No stranger to controversy, San Francisco’s Muni has sunk hundreds of millions of dollars into bringing a light rail subway across town, connecting the existing Caltrain station, Union Square and, yes, Chinatown. Actually, the price tag is in the billions. It’s very controversial. Which was why it was so refreshing to hear someone from the MTC express skepticism. Yes, it’s expensive, but the cost of not doing the project would have been very expensive. And what does this mean? It means that the Chinatown neighborhood depends on tourism to keep things going. And Chinatown residents, many of them aging, need to get around. I don’t know all the other reasons, but without an injection of improved access, my MTC companion assured me that the neighborhood might be dead within 10 years. And Chinatown is one of the densest urban areas in America. It is second only to New York. People don’t have cars. Certainly they don’t park them here. If there was ever a transit village, this is it. Anyway, I delighted in hearing all this. Local transit advocacy groups have complained that the Central Subway, as it’s called, was draining too much money from other projects in San Francisco. But I hadn’t heard this other perspective. The human cost of not improving transit to Chinatown. I loved it.

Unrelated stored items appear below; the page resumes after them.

//! ---
//! ems_section: "11-simulation"
//! ems_subsection: "01-bootstrap"
//! ems_type: "source"
//! ems_scope: "code"
//! ems_description: "Test harness for the participant runtime and shared exports."
//! ems_version: "v0.0.0-prealpha"
//! ems_owner: "tbd"
//! ---
use chrono::{DateTime, Duration, Utc};
use parking_lot::Mutex;
use r_ven_common::Clock;

/// Clock that only moves when told to.
#[derive(Debug)]
pub struct FixedClock {
    now: Mutex<DateTime<Utc>>,
}

impl FixedClock {
    pub fn new(now: DateTime<Utc>) -> Self {
        Self {
            now: Mutex::new(now),
        }
    }

    pub fn set(&self, now: DateTime<Utc>) {
        *self.now.lock() = now;
    }

    pub fn advance(&self, by: Duration) {
        let mut now = self.now.lock();
        *now += by;
    }
}

impl Clock for FixedClock {
    fn now(&self) -> DateTime<Utc> {
        *self.now.lock()
    }
}
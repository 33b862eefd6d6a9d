//! ---
//! ems_section: "01-core-functionality"
//! ems_subsection: "module"
//! ems_type: "source"
//! ems_scope: "code"
//! ems_description: "Event reconciliation and registration lifecycle."
//! ems_version: "v0.0.0-prealpha"
//! ems_owner: "tbd"
//! ---
use std::fmt;
use std::sync::Arc;

use chrono::{DateTime, Utc};
use r_ven_common::config::ReportConfig;
use r_ven_msg::{ReportDescription, ReportReading, ReportRequest};

/// Produces a numeric reading for a report.
pub trait Sampler: Send + Sync {
    fn sample(&self) -> f64;
}

impl<F> Sampler for F
where
    F: Fn() -> f64 + Send + Sync,
{
    fn sample(&self) -> f64 {
        self()
    }
}

/// Uniform random reading in `[0, scale)`.
#[derive(Debug, Clone, Copy)]
pub struct RandomSampler {
    scale: f64,
}

impl RandomSampler {
    pub fn new(scale: f64) -> Self {
        Self { scale }
    }
}

impl Sampler for RandomSampler {
    fn sample(&self) -> f64 {
        rand::random::<f64>() * self.scale
    }
}

/// Report offered to the coordinator together with its sampling callback.
#[derive(Clone)]
pub struct ReportSpecification {
    pub report_id: String,
    pub resource_id: String,
    pub measurement: String,
    pub unit: String,
    sampler: Arc<dyn Sampler>,
}

impl ReportSpecification {
    pub fn new(
        report_id: impl Into<String>,
        resource_id: impl Into<String>,
        measurement: impl Into<String>,
        unit: impl Into<String>,
        sampler: Arc<dyn Sampler>,
    ) -> Self {
        Self {
            report_id: report_id.into(),
            resource_id: resource_id.into(),
            measurement: measurement.into(),
            unit: unit.into(),
            sampler,
        }
    }

    pub fn description(&self) -> ReportDescription {
        ReportDescription {
            report_specifier_id: self.report_id.clone(),
            resource_id: self.resource_id.clone(),
            measurement: self.measurement.clone(),
            unit: self.unit.clone(),
        }
    }

    fn is_requested_by(&self, request: &ReportRequest) -> bool {
        self.report_id == request.report_specifier_id
            && self.resource_id == request.resource_id
            && self.measurement == request.measurement
    }

    fn read(&self, timestamp: DateTime<Utc>) -> ReportReading {
        ReportReading {
            report_specifier_id: self.report_id.clone(),
            resource_id: self.resource_id.clone(),
            measurement: self.measurement.clone(),
            value: self.sampler.sample(),
            timestamp,
        }
    }
}

impl fmt::Debug for ReportSpecification {
    fn fmt(&self, f: &mut fmt::Formatter<'_>) -> fmt::Result {
        f.debug_struct("ReportSpecification")
            .field("report_id", &self.report_id)
            .field("resource_id", &self.resource_id)
            .field("measurement", &self.measurement)
            .field("unit", &self.unit)
            .finish_non_exhaustive()
    }
}

/// Ordered collection of reports offered during registration.
#[derive(Debug, Clone, Default)]
pub struct ReportSet {
    specs: Vec<ReportSpecification>,
}

impl ReportSet {
    pub fn new() -> Self {
        Self::default()
    }

    /// Reports from configuration, each sampled by a [`RandomSampler`].
    pub fn from_config(reports: &[ReportConfig]) -> Self {
        let mut set = Self::new();
        for report in reports {
            set.add_report(ReportSpecification::new(
                report.report_id.clone(),
                report.resource_id.clone(),
                report.measurement.clone(),
                report.unit.clone(),
                Arc::new(RandomSampler::new(report.scale)),
            ));
        }
        set
    }

    pub fn add_report(&mut self, spec: ReportSpecification) {
        self.specs.push(spec);
    }

    pub fn len(&self) -> usize {
        self.specs.len()
    }

    pub fn is_empty(&self) -> bool {
        self.specs.is_empty()
    }

    pub fn descriptions(&self) -> Vec<ReportDescription> {
        self.specs.iter().map(ReportSpecification::description).collect()
    }

    /// Sample every offered report named in `requests`, in offer order.
    pub fn sample_requested(
        &self,
        requests: &[ReportRequest],
        timestamp: DateTime<Utc>,
    ) -> Vec<ReportReading> {
        self.specs
            .iter()
            .filter(|spec| requests.iter().any(|request| spec.is_requested_by(request)))
            .map(|spec| spec.read(timestamp))
            .collect()
    }
}
//! ---
//! ems_section: "01-core-functionality"
//! ems_subsection: "module"
//! ems_type: "source"
//! ems_scope: "code"
//! ems_description: "Event reconciliation and registration lifecycle."
//! ems_version: "v0.0.0-prealpha"
//! ems_owner: "tbd"
//! ---
//! Participant core: decides on dispatched events and drives the
//! registration, polling, reporting and cancellation exchange with the
//! coordinator.

pub mod error;
pub mod hooks;
pub mod lifecycle;
pub mod metrics;
pub mod reconciler;
pub mod reports;
pub mod scheduler;

pub use error::{HookError, Result, VenError};
pub use hooks::{EventHandler, FnHandler, HookResult, StaticDecision};
pub use lifecycle::{
    LifecycleSettings, LifecycleState, LifecycleSummary, Registration, VenLifecycle,
};
pub use metrics::{render_metrics, VenMetrics};
pub use reconciler::{EventReconciler, ReconciliationState};
pub use reports::{RandomSampler, ReportSet, ReportSpecification, Sampler};
pub use scheduler::{Scheduler, TokioScheduler};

And with that we carried on. Which meant that we continued an astonishing wheelchair surge up Nob Hill. Now, Gentle Reader, you understand that I am feeling particularly fragile these days. My wheelchair has been breaking down. I have been breaking down. I consider my days numbered in the low digits. And here we were, the three of us, going straight up San Francisco’s most famous peak. Nothing happened. I didn’t die. However, they plan to go downhill, well, that went off the rails. Not that there were any rails. Except the Muni light rails and those were all underground, of course. And the idea to go down to Union Square and see where the new station would be, oh well, that had to be nixed. Going straight down Powell Street, or certainly Taylor Street, well, it’s not for the faint hearted. It’s not for my Swedish wheelchair, either. Instead, we proceeded straight down California Street toward Van Ness Blvd. where, if you want to know, Muni is completing its new Xpress bus project. Bus Rapid Transit, to be exact, another addition to the jewels in the urban transit crown.
Even better, en route, my transportation maven companions agreed to a brief stop at Trader Joe’s. Had to buy some beans. Fiber bars. And so on.
We carried on. And somehow, having covered three miles and ascended and descended something not far short of 1000 feet, damned if we weren’t back at the Civic Center BART station. My sense of joy was indescribable. This was the longest trip I had managed by wheelchair, perhaps ever. Certainly in San Francisco. It took nerve. It took human companions. And it only took a couple of hours. There was still some November light left in the day. Enough to go outside and briefly expose my face to the late autumn sunshine. The days are getting shorter and shorter. Life is getting shorter and shorter. But there is still cappuccino. And there is more. And it doesn’t matter how much.